Brits Top European Debt Table
It’s been said time and time again, but Brits are now borrowing more than at any time before. Collectively, as a nation, we now over £1.2 trillion! Which means that we in the UK now borrow double the European average and sit very comfortably at the top of the European debt table.
“Ahh”, you may be saying, “but houses cost more here.” That may be true, but at £216 billion for the year, even unsecured (non-mortgage) lending hit record highs for 2005. In fact, in the unsecured lending debt table we now borrow more than a third of all non-mortgage borrowings in Europe!

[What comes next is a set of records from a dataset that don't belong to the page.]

// tests/common/mod.rs

//! Shared fixtures for integration tests: a temporary tree holding a
//! repository list, a mirrorlist, local-path mirrors and catalog archives.

#![allow(dead_code)]

use std::path::{Path, PathBuf};
use std::sync::Arc;

use flate2::write::GzEncoder;
use synrepo_core::config::{CatalogConfig, MirrorConfig};
use synrepo_core::store::PersistenceGateway;
use synrepo_core::transport::HttpTransport;
use synrepo_core::{Logger, SynrepoConfig, UpdateContext};
use tempfile::TempDir;

pub const REPOSITORIES: [&str; 2] = ["core", "apps"];

/// Build an in-memory tar archive compressed with gzip.
pub fn gzip_tar(entries: &[(String, Vec<u8>)]) -> Vec<u8> {
    let encoder = GzEncoder::new(Vec::new(), flate2::Compression::default());
    finish_tar(entries, encoder).finish().unwrap()
}

/// Build an in-memory tar archive compressed with xz.
pub fn xz_tar(entries: &[(String, Vec<u8>)]) -> Vec<u8> {
    let encoder = xz2::write::XzEncoder::new(Vec::new(), 6);
    finish_tar(entries, encoder).finish().unwrap()
}

fn finish_tar<W: std::io::Write>(entries: &[(String, Vec<u8>)], writer: W) -> W {
    let mut builder = tar::Builder::new(writer);
    for (path, body) in entries {
        let mut header = tar::Header::new_gnu();
        header.set_size(body.len() as u64);
        header.set_mode(0o644);
        header.set_cksum();
        builder.append_data(&mut header, path, body.as_slice()).unwrap();
    }
    builder.into_inner().unwrap()
}

/// Package file name used in `desc` records.
pub fn package_file(name: &str, version: &str) -> String {
    format!("{name}-{version}-x86_64.pkg.tar.xz")
}

/// `desc` and `files` sub-records for one package.
pub fn package_entries(name: &str, version: &str) -> Vec<(String, Vec<u8>)> {
    let dir = format!("{name}-{version}");
    let desc = format!(
        "%FILENAME%\n{file}\n\n%NAME%\n{name}\n\n%VERSION%\n{version}\n\n%DESC%\n{name} test package\n\n%CSIZE%\n1024\n\n%ISIZE%\n4096\n\n%MD5SUM%\nmd5-{name}-{version}\n\n%SHA256SUM%\nsha-{name}-{version}\n\n%ARCH%\nx86_64\n\n%BUILDDATE%\n1716000000\n\n%DEPENDS%\nglibc\n\n",
        file = package_file(name, version)
    );
    let files = format!("%FILES%\nusr/\nusr/bin/\nusr/bin/{name}\n");
    vec![
        (format!("{dir}/desc"), desc.into_bytes()),
        (format!("{dir}/files"), files.into_bytes()),
    ]
}

/// Temporary deployment: lists, mirrors and catalog under one directory.
pub struct Fixture {
    pub dir: TempDir,
}

impl Fixture {
    /// Two listed mirrors (Germany in sync, Austria stale on `core`), one
    /// offline mirror, an unlisted reference mirror and a catalog with
    /// `core` and `apps` plus an excluded `ISO` directory.
    pub fn new() -> Self {
        let fixture = Self {
            dir: tempfile::tempdir().unwrap(),
        };
        let root = fixture.root();

        std::fs::write(
            root.join("pacman.conf"),
            "[options]\nArchitecture = auto\n\n[core]\nInclude = /etc/pacman.d/mirrorlist\n\n[apps]\nInclude = /etc/pacman.d/mirrorlist\n",
        )
        .unwrap();
        let mirrorlist = format!(
            "# Germany\nServer = {de}/$repo\n# Austria\nServer = {at}/$repo\n# Nowhere\nServer = {gone}/$repo\n",
            de = root.join("mirror-de").display(),
            at = root.join("mirror-at").display(),
            gone = root.join("missing").display(),
        );
        std::fs::write(root.join("mirrorlist"), mirrorlist).unwrap();

        for repo in REPOSITORIES {
            fixture.write_index("reference", repo, format!("{repo} index v2").as_bytes());
            fixture.write_index("mirror-de", repo, format!("{repo} index v2").as_bytes());
        }
        fixture.write_index("mirror-at", "core", b"core index v1");
        fixture.write_index("mirror-at", "apps", b"apps index v2");

        fixture.write_catalog("core", &[("bash", "5.2-1"), ("linux", "6.9.1-1")]);
        fixture.write_catalog("apps", &[("kate", "24.05.0-1")]);
        std::fs::create_dir_all(root.join("repo").join("ISO")).unwrap();
        fixture
    }

    pub fn root(&self) -> &Path {
        self.dir.path()
    }

    pub fn catalog_dir(&self) -> PathBuf {
        self.root().join("repo")
    }

    pub fn write_index(&self, mirror: &str, repo: &str, body: &[u8]) {
        let dir = self.root().join(mirror).join(repo);
        std::fs::create_dir_all(&dir).unwrap();
        std::fs::write(dir.join(format!("{repo}.db.tar.gz")), body).unwrap();
    }

    /// Replace the catalog archive of `repo` with the given packages.
    pub fn write_catalog(&self, repo: &str, packages: &[(&str, &str)]) {
        let entries: Vec<(String, Vec<u8>)> = packages
            .iter()
            .flat_map(|(name, version)| package_entries(name, version))
            .collect();
        self.write_catalog_bytes(repo, &gzip_tar(&entries));
    }

    pub fn write_catalog_bytes(&self, repo: &str, bytes: &[u8]) {
        let dir = self.catalog_dir().join(repo);
        std::fs::create_dir_all(&dir).unwrap();
        std::fs::write(dir.join(format!("{repo}.files.tar.gz")), bytes).unwrap();
    }

    /// Drop a binary package file carrying `.PKGINFO` next to the catalog.
    pub fn write_package_file(&self, repo: &str, name: &str, version: &str, pkginfo: &str) {
        let archive = xz_tar(&[
            (".PKGINFO".to_string(), pkginfo.as_bytes().to_vec()),
            (format!("usr/bin/{name}"), b"\x7fELF".to_vec()),
        ]);
        let dir = self.catalog_dir().join(repo);
        std::fs::create_dir_all(&dir).unwrap();
        std::fs::write(dir.join(package_file(name, version)), archive).unwrap();
    }

    pub fn config(&self) -> SynrepoConfig {
        let root = self.root();
        SynrepoConfig {
            mirror: MirrorConfig {
                repo_list: root.join("pacman.conf").display().to_string(),
                mirror_list: root.join("mirrorlist").display().to_string(),
                reference_mirror: format!("{}/", root.join("reference").display()),
                max_parallel_requests: 3,
                ..MirrorConfig::default()
            },
            catalog: CatalogConfig {
                base_dir: self.catalog_dir().display().to_string(),
                ..CatalogConfig::default()
            },
            ..SynrepoConfig::default()
        }
    }

    pub fn context<S: PersistenceGateway>(&self, store: S) -> UpdateContext<S> {
        context_with(self.config(), store)
    }
}

pub fn context_with<S: PersistenceGateway>(config: SynrepoConfig, store: S) -> UpdateContext<S> {
    let transport = HttpTransport::new(&config.mirror).unwrap();
    let client = transport.client().clone();
    UpdateContext::new(config, Arc::new(transport), client, Arc::new(Logger::silent()), store)
}
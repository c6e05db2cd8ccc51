/*============================================================
  Synavera Project: Syn-Repo
  Module: synrepo_core::logger
  Etiquette: Synavera Script Etiquette — Rust Profile v1.1
  ------------------------------------------------------------
  Purpose:
    Provide structured, append-only logging for mirror and
    catalog update sessions.

  Security / Safety Notes:
    Entries carry URLs, repository names and counts only; flag
    submitter addresses are never logged.

  Dependencies:
    std::fs::File, std::sync::Mutex, chrono for UTC stamps,
    sha2 for session integrity hashing.

  Operational Scope:
    Shared (behind Arc) by the pipelines and their worker tasks
    to emit RFC-3339 UTC stamped entries and to seal the session
    log with a digest.

  Revision History:
    2026-09-14 COD  Adapted logging module for Syn-Repo-Core.
    2026-10-02 COD  Count degraded events for update summaries.
  ------------------------------------------------------------
  SSE Principles Observed:
    - Append-only logging with UTC timestamps
    - Deterministic formatting for auditability
    - Graceful error propagation on I/O failures
============================================================*/

use std::fs::{File, OpenOptions};
use std::io::{BufWriter, Write};
use std::path::{Path, PathBuf};
use std::sync::atomic::{AtomicUsize, Ordering};
use std::sync::Mutex;

use chrono::{SecondsFormat, Utc};
use sha2::{Digest, Sha256};

use crate::error::{Result, SynrepoError};

/// Structured log level for Syn-Repo-Core events.
#[derive(Copy, Clone, Debug, Eq, PartialEq)]
pub enum LogLevel {
    Info,
    Warn,
    Error,
    Debug,
}

impl LogLevel {
    fn as_str(self) -> &'static str {
        match self {
            LogLevel::Info => "INFO",
            LogLevel::Warn => "WARN",
            LogLevel::Error => "ERROR",
            LogLevel::Debug => "DEBUG",
        }
    }

    /// Levels that always reach stderr and count towards the warning total.
    fn is_degraded(self) -> bool {
        matches!(self, LogLevel::Warn | LogLevel::Error)
    }
}

type Sink = Mutex<BufWriter<File>>;

/// Shared logger that emits append-only entries in Synavera format.
pub struct Logger {
    sink: Option<Sink>,
    path: Option<PathBuf>,
    verbose: bool,
    quiet: bool,
    warnings: AtomicUsize,
}

impl Logger {
    /// Build a logger that writes to stderr and optionally appends to `path`.
    pub fn new(path: Option<PathBuf>, verbose: bool) -> Result<Self> {
        let sink = path.as_deref().map(open_sink).transpose()?;
        Ok(Self {
            sink,
            path,
            verbose,
            quiet: false,
            warnings: AtomicUsize::new(0),
        })
    }

    /// Logger that only counts; nothing is printed or written.
    pub fn silent() -> Self {
        Self {
            sink: None,
            path: None,
            verbose: false,
            quiet: true,
            warnings: AtomicUsize::new(0),
        }
    }

    /// Emit a log entry with the given level, code, and message.
    pub fn log<S: AsRef<str>>(&self, level: LogLevel, code: &str, message: S) {
        if level.is_degraded() {
            self.warnings.fetch_add(1, Ordering::Relaxed);
        }
        if self.quiet {
            return;
        }

        let stamp = Utc::now().to_rfc3339_opts(SecondsFormat::Secs, true);
        let line = format!("{stamp} [{}] [{code}] {}", level.as_str(), message.as_ref());
        if self.verbose || level.is_degraded() {
            eprintln!("{line}");
        }
        if let Err(err) = self.append(&line) {
            eprintln!("{stamp} [{}] [LOGGER] {err}", LogLevel::Error.as_str());
        }
    }

    fn append(&self, line: &str) -> std::io::Result<()> {
        let Some(sink) = &self.sink else {
            return Ok(());
        };
        let Ok(mut writer) = sink.lock() else {
            return Ok(());
        };
        writeln!(writer, "{line}")?;
        writer.flush()
    }

    pub fn info<S: AsRef<str>>(&self, code: &str, message: S) {
        self.log(LogLevel::Info, code, message);
    }

    pub fn warn<S: AsRef<str>>(&self, code: &str, message: S) {
        self.log(LogLevel::Warn, code, message);
    }

    pub fn error<S: AsRef<str>>(&self, code: &str, message: S) {
        self.log(LogLevel::Error, code, message);
    }

    pub fn debug<S: AsRef<str>>(&self, code: &str, message: S) {
        self.log(LogLevel::Debug, code, message);
    }

    /// Number of WARN and ERROR entries emitted so far.
    pub fn warning_count(&self) -> usize {
        self.warnings.load(Ordering::Relaxed)
    }

    pub fn path(&self) -> Option<&Path> {
        self.path.as_deref()
    }

    /// Seal the session: write `<log>.hash` holding the SHA-256 of the log in
    /// `sha256sum` format.
    pub fn finalize(&self) -> Result<()> {
        let Some(path) = self.path() else {
            return Ok(());
        };
        if let Some(Ok(mut writer)) = self.sink.as_ref().map(|s| s.lock()) {
            let _ = writer.flush();
        }

        let data = std::fs::read(path).map_err(|err| {
            SynrepoError::Filesystem(format!("Failed to read log for hashing {}: {err}", path.display()))
        })?;
        let name = path.file_name().unwrap_or_default().to_string_lossy();
        let record = format!("{:x}  {name}\n", Sha256::digest(&data));

        let target = digest_path(path);
        std::fs::write(&target, record).map_err(|err| {
            SynrepoError::Filesystem(format!("Failed to write hash file {}: {err}", target.display()))
        })
    }
}

fn open_sink(path: &Path) -> Result<Sink> {
    if let Some(parent) = path.parent() {
        std::fs::create_dir_all(parent).map_err(|err| {
            SynrepoError::Filesystem(format!(
                "Failed to create log directory {}: {err}",
                parent.display()
            ))
        })?;
    }
    let file = OpenOptions::new()
        .create(true)
        .append(true)
        .open(path)
        .map_err(|err| {
            SynrepoError::Filesystem(format!("Failed to open log file {}: {err}", path.display()))
        })?;
    Ok(Mutex::new(BufWriter::new(file)))
}

fn digest_path(path: &Path) -> PathBuf {
    let mut raw = path.as_os_str().to_os_string();
    raw.push(".hash");
    PathBuf::from(raw)
}
/*============================================================
  Synavera Project: Syn-Repo
  Module: synrepo_core
  Etiquette: Synavera Script Etiquette — Rust Profile v1.1.1
  ------------------------------------------------------------
  Purpose:
    Library surface of Syn-Repo Core: mirror topology checks,
    repository catalog scanning, reconciliation and storage.

  Operational Scope:
    Consumed by the `synrepo` binary and by integration tests.

  Revision History:
    2026-09-14 COD  Split runtime into library and binary.
============================================================*/

pub mod catalog;
pub mod config;
pub mod error;
pub mod fingerprint;
pub mod git;
pub mod logger;
pub mod mirror;
pub mod package;
pub mod reconcile;
pub mod resource;
pub mod scanner;
pub mod store;
pub mod topology;
pub mod transport;
pub mod update;

pub use config::SynrepoConfig;
pub use error::{Result, SynrepoError};
pub use logger::Logger;
pub use update::{UpdateContext, UpdateSummary};
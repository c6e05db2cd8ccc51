/*============================================================
  Synavera Project: Syn-Repo
  Module: synrepo_core::git
  Etiquette: Synavera Script Etiquette — Rust Profile v1.1.1
  ------------------------------------------------------------
  Purpose:
    Recover the upstream git location of a package from the
    `.PKGINFO` member of its binary package file.

  Security / Safety Notes:
    Only the `.PKGINFO` member is read; package payloads are
    streamed past and never written anywhere.

  Dependencies:
    tar plus the scanner's decoders; resource for byte access.

  Operational Scope:
    Used by `resolve-git`; the result is linked to every package
    of the same name through the persistence gateway.

  Revision History:
    2026-09-18 COD  Authored PKGINFO lookup.
============================================================*/

use std::io::Read;

use tar::Archive;

use crate::config::CatalogConfig;
use crate::error::{Result, SynrepoError};
use crate::package::{GitMetadata, Package};
use crate::resource::{join, open_resource};
use crate::scanner::{decoder, Compression};

const PKGINFO_ENTRY: &str = ".PKGINFO";
const GIT_REPO_KEY: &str = "gitrepo = ";
const GIT_FOLDER_KEY: &str = "gitfolder = ";

/// Extract git metadata for `name` from `.PKGINFO` text. Returns `None` when
/// the package declares no git repository.
pub fn parse_pkginfo(name: &str, text: &str) -> Option<GitMetadata> {
    let mut repository = String::new();
    let mut folder = String::new();
    for line in text.lines() {
        if let Some(value) = line.strip_prefix(GIT_REPO_KEY) {
            repository = value.trim().to_string();
        } else if let Some(value) = line.strip_prefix(GIT_FOLDER_KEY) {
            folder = value.trim().to_string();
        }
    }
    if repository.is_empty() {
        return None;
    }
    Some(GitMetadata {
        id: None,
        name: name.to_string(),
        repository,
        folder,
    })
}

/// Return the `.PKGINFO` member of a package archive, if present.
pub fn read_pkginfo(bytes: &[u8], compression: Compression) -> Result<Option<String>> {
    let mut archive = Archive::new(decoder(bytes, compression)?);
    let entries = archive
        .entries()
        .map_err(|err| SynrepoError::Archive(format!("Failed to read package entries: {err}")))?;
    for entry in entries {
        let mut entry =
            entry.map_err(|err| SynrepoError::Archive(format!("Failed to read package entry: {err}")))?;
        let is_pkginfo = entry
            .path()
            .map(|p| p.to_string_lossy().trim_start_matches("./") == PKGINFO_ENTRY)
            .unwrap_or(false);
        if !is_pkginfo {
            continue;
        }
        let mut text = String::new();
        entry
            .read_to_string(&mut text)
            .map_err(|err| SynrepoError::Archive(format!("Failed to read {PKGINFO_ENTRY}: {err}")))?;
        return Ok(Some(text));
    }
    Ok(None)
}

/// Open `<base>/<repository>/<filename>` and look up its git metadata.
pub async fn resolve_git(
    client: &reqwest::Client,
    config: &CatalogConfig,
    package: &Package,
) -> Result<Option<GitMetadata>> {
    if package.filename.is_empty() {
        return Err(SynrepoError::NotFound(format!(
            "{} has no package file name",
            package.full_name()
        )));
    }
    let location = join(&config.base_dir, &[&package.repository, &package.filename]);
    let compression = Compression::detect(&package.filename)?;
    let bytes = open_resource(client, &location).await?;

    let info = tokio::task::spawn_blocking(move || read_pkginfo(&bytes, compression))
        .await
        .map_err(|err| SynrepoError::Runtime(format!("PKGINFO task failed: {err}")))??;
    Ok(info.and_then(|text| parse_pkginfo(&package.name, &text)))
}
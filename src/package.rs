/*============================================================
  Synavera Project: Syn-Repo
  Module: synrepo_core::package
  Etiquette: Synavera Script Etiquette — Rust Profile v1.1.1
  ------------------------------------------------------------
  Purpose:
    Catalog entities: package records, outdated flags and the
    git metadata shared by repository variants of a package.

  Security / Safety Notes:
    Pure data containers; no I/O performed in this module.

  Dependencies:
    chrono for build dates and flag stamps.

  Revision History:
    2026-09-14 COD  Introduced catalog entity types.
============================================================*/

use chrono::{DateTime, TimeZone, Utc};

/// Business key `(repository, name, version)`.
#[derive(Debug, Clone, PartialEq, Eq, Hash, PartialOrd, Ord)]
pub struct PackageKey {
    pub repository: String,
    pub name: String,
    pub version: String,
}

/// "Outdated" marker submitted against one package version.
#[derive(Debug, Clone, PartialEq)]
pub struct Flag {
    pub id: Option<i64>,
    pub repository: String,
    pub name: String,
    pub version: String,
    pub email: String,
    pub comment: String,
    pub created_at: DateTime<Utc>,
}

impl Flag {
    pub fn new(
        repository: impl Into<String>,
        name: impl Into<String>,
        version: impl Into<String>,
        email: impl Into<String>,
        comment: impl Into<String>,
    ) -> Self {
        Self {
            id: None,
            repository: repository.into(),
            name: name.into(),
            version: version.into(),
            email: email.into(),
            comment: comment.into(),
            created_at: Utc::now(),
        }
    }

    pub fn key(&self) -> PackageKey {
        PackageKey {
            repository: self.repository.clone(),
            name: self.name.clone(),
            version: self.version.clone(),
        }
    }
}

/// Upstream source location, keyed by package name only.
#[derive(Debug, Clone, PartialEq, Eq)]
pub struct GitMetadata {
    pub id: Option<i64>,
    pub name: String,
    pub repository: String,
    pub folder: String,
}

/// One binary package as listed in a repository archive.
#[derive(Debug, Clone, Default, PartialEq)]
pub struct Package {
    /// Persisted identity; `None` for freshly scanned records.
    pub id: Option<i64>,
    pub repository: String,
    pub name: String,
    pub version: String,
    pub arch: String,
    pub description: String,
    /// Compressed (download) size in bytes.
    pub package_size: i64,
    pub installed_size: i64,
    pub url: String,
    pub licenses: Vec<String>,
    pub groups: Vec<String>,
    pub build_date: Option<DateTime<Utc>>,
    pub depends: Vec<String>,
    pub make_depends: Vec<String>,
    pub opt_depends: Vec<String>,
    pub files: Vec<String>,
    pub md5sum: String,
    pub sha256sum: String,
    pub filename: String,
    pub flag: Option<Flag>,
    pub git: Option<GitMetadata>,
}

impl Package {
    pub fn key(&self) -> PackageKey {
        PackageKey {
            repository: self.repository.clone(),
            name: self.name.clone(),
            version: self.version.clone(),
        }
    }

    /// `repository/name`, the grouping used to pair versions across scans.
    pub fn repo_name(&self) -> String {
        format!("{}/{}", self.repository, self.name)
    }

    /// `repository/name-version`.
    pub fn full_name(&self) -> String {
        format!("{}/{}-{}", self.repository, self.name, self.version)
    }

    pub fn flag_id(&self) -> Option<i64> {
        self.flag.as_ref().and_then(|f| f.id)
    }

    pub fn git_id(&self) -> Option<i64> {
        self.git.as_ref().and_then(|g| g.id)
    }
}

/// Convert unix seconds to a UTC timestamp; out-of-range input yields `None`.
pub fn date_from_unix(seconds: i64) -> Option<DateTime<Utc>> {
    Utc.timestamp_opt(seconds, 0).single()
}
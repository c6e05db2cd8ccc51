/*============================================================
  Synavera Project: Syn-Repo
  Module: synrepo_core::config
  Etiquette: Synavera Script Etiquette — Rust Profile v1.1.1
  ------------------------------------------------------------
  Purpose:
    Load and validate the operator configuration that drives
    mirror verification and catalog reconciliation.

  Security / Safety Notes:
    Configuration is read-only; no values are written back.
    Paths are resolved relative to XDG base directories.

  Dependencies:
    serde + toml for parsing, dirs for XDG resolution.

  Operational Scope:
    Consumed once per invocation and handed to the pipelines
    through the update context.

  Revision History:
    2026-09-14 COD  Introduced Syn-Repo configuration layer.
  ------------------------------------------------------------
  SSE Principles Observed:
    - Explicit defaults for every tunable
    - Validation before any network activity
============================================================*/

use std::path::{Path, PathBuf};

use serde::Deserialize;

use crate::error::{Result, SynrepoError};

const APP_DIR: &str = "syn-repo";
const CONFIG_FILE: &str = "config.toml";

/// Root configuration document.
#[derive(Debug, Clone, Default, Deserialize)]
#[serde(default)]
pub struct SynrepoConfig {
    pub mirror: MirrorConfig,
    pub catalog: CatalogConfig,
    pub store: StoreConfig,
    pub log: LogConfig,
}

/// `[mirror]` section: topology sources and probing limits.
#[derive(Debug, Clone, Deserialize)]
#[serde(default)]
pub struct MirrorConfig {
    /// pacman.conf style repository list (path or URL).
    pub repo_list: String,
    /// Mirror list (path or URL).
    pub mirror_list: String,
    /// Mirror treated as ground truth for sync verdicts.
    pub reference_mirror: String,
    /// Seconds allowed for a liveness probe.
    pub probe_timeout: u64,
    /// Seconds allowed for one repository index download.
    pub fetch_timeout: u64,
    pub max_parallel_requests: usize,
    pub user_agent: String,
}

impl Default for MirrorConfig {
    fn default() -> Self {
        Self {
            repo_list: "/etc/pacman.conf".into(),
            mirror_list: "/etc/pacman.d/mirrorlist".into(),
            reference_mirror: "http://kaosx.tk/repo/".into(),
            probe_timeout: 20,
            fetch_timeout: 60,
            max_parallel_requests: 8,
            user_agent: "Syn-Repo-Core/0.3 (linux)".into(),
        }
    }
}

/// `[catalog]` section: where repository archives live.
#[derive(Debug, Clone, Deserialize)]
#[serde(default)]
pub struct CatalogConfig {
    pub base_dir: String,
    pub extension: String,
    /// Explicit repository names; empty means discover from `base_dir`.
    pub repositories: Vec<String>,
    pub exclude: Vec<String>,
    pub max_parallel_scans: usize,
}

impl Default for CatalogConfig {
    fn default() -> Self {
        Self {
            base_dir: "/var/www/html/repo".into(),
            extension: "files.tar.gz".into(),
            repositories: Vec::new(),
            exclude: vec!["ISO".into(), "kde-next".into()],
            max_parallel_scans: 4,
        }
    }
}

/// `[store]` section.
#[derive(Debug, Clone, Default, Deserialize)]
#[serde(default)]
pub struct StoreConfig {
    pub database: Option<PathBuf>,
}

/// `[log]` section.
#[derive(Debug, Clone, Default, Deserialize)]
#[serde(default)]
pub struct LogConfig {
    pub directory: Option<PathBuf>,
}

impl SynrepoConfig {
    /// Load configuration from an explicit path, or from the default XDG
    /// location when present. An explicit path that cannot be read is an error;
    /// a missing default file yields the built-in defaults.
    pub fn load_from_optional_path(path: Option<&Path>) -> Result<Self> {
        let config = match path {
            Some(explicit) => Self::load_from_path(explicit)?,
            None => match default_config_path() {
                Some(candidate) if candidate.is_file() => Self::load_from_path(&candidate)?,
                _ => Self::default(),
            },
        };
        config.validate()?;
        Ok(config)
    }

    fn load_from_path(path: &Path) -> Result<Self> {
        let raw = std::fs::read_to_string(path).map_err(|err| {
            SynrepoError::Config(format!(
                "Failed to read configuration {}: {err}",
                path.display()
            ))
        })?;
        Self::from_toml(&raw)
    }

    /// Parse a TOML document into a configuration.
    pub fn from_toml(raw: &str) -> Result<Self> {
        toml::from_str(raw)
            .map_err(|err| SynrepoError::Config(format!("Invalid configuration: {err}")))
    }

    /// Reject values that would make the pipelines unusable.
    pub fn validate(&self) -> Result<()> {
        if self.mirror.max_parallel_requests == 0 {
            return Err(SynrepoError::Config(
                "mirror.max_parallel_requests must be at least 1".into(),
            ));
        }
        if self.catalog.max_parallel_scans == 0 {
            return Err(SynrepoError::Config(
                "catalog.max_parallel_scans must be at least 1".into(),
            ));
        }
        if self.mirror.probe_timeout == 0 || self.mirror.fetch_timeout == 0 {
            return Err(SynrepoError::Config(
                "mirror timeouts must be greater than zero".into(),
            ));
        }
        if self.mirror.reference_mirror.trim().is_empty() {
            return Err(SynrepoError::Config(
                "mirror.reference_mirror must name a mirror".into(),
            ));
        }
        if self.catalog.extension.trim().is_empty() {
            return Err(SynrepoError::Config("catalog.extension is empty".into()));
        }
        Ok(())
    }

    /// SQLite database backing the persistence gateway.
    pub fn database_path(&self) -> PathBuf {
        self.store.database.clone().unwrap_or_else(|| {
            dirs::data_dir()
                .unwrap_or_else(|| PathBuf::from("."))
                .join(APP_DIR)
                .join("syn-repo.db")
        })
    }

    /// Directory receiving session logs.
    pub fn log_dir(&self) -> PathBuf {
        self.log.directory.clone().unwrap_or_else(|| {
            dirs::state_dir()
                .or_else(dirs::data_local_dir)
                .unwrap_or_else(|| PathBuf::from("."))
                .join(APP_DIR)
                .join("logs")
        })
    }
}

fn default_config_path() -> Option<PathBuf> {
    dirs::config_dir().map(|dir| dir.join(APP_DIR).join(CONFIG_FILE))
}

However, while it appears that Brits have an “insatiable appetite for credit”, rising interest rates and overall reductions in credit card debts over the last month or so clearly show that the UK debt market has reached its saturation point. Not only can we not possibly borrow any more money, but we cannot afford to borrow any more money.
So, although we Brits may borrow more over the coming Christmas and New Year holiday period, Economic indicators do appear to show that in 2007 we will be more conservative with our credit card spending and will try to reduce the pain of interest rate rises by paying off some of our more expensive unsecured debts.
Europe, on the other hand, may be a different matter. Excluding Germany and France, many of the European countries credit market are very underdeveloped and immature. It is highly likely that, in the hunt for profits, UK lenders will look to our European cousins in the coming year.
While all of this may bode well for us in the UK, and while constant reminders that we need to become a nation of savers, the message may well come as too little too late. As well as being top of the European debt table, signs that we Brits are having trouble repaying the huge sums we have borrowed over the last two decades are showing in that more and more elderly people in the UK are now having to find part-time work in their retirement to help make their mortgage repayments. Recent survey reports show that as many as 30% of recently retired old age pensioner in the UK are now working part-time to meet their credit and debt repayments. Which goes along way to show that any money borrowed in haste will take many years to repay.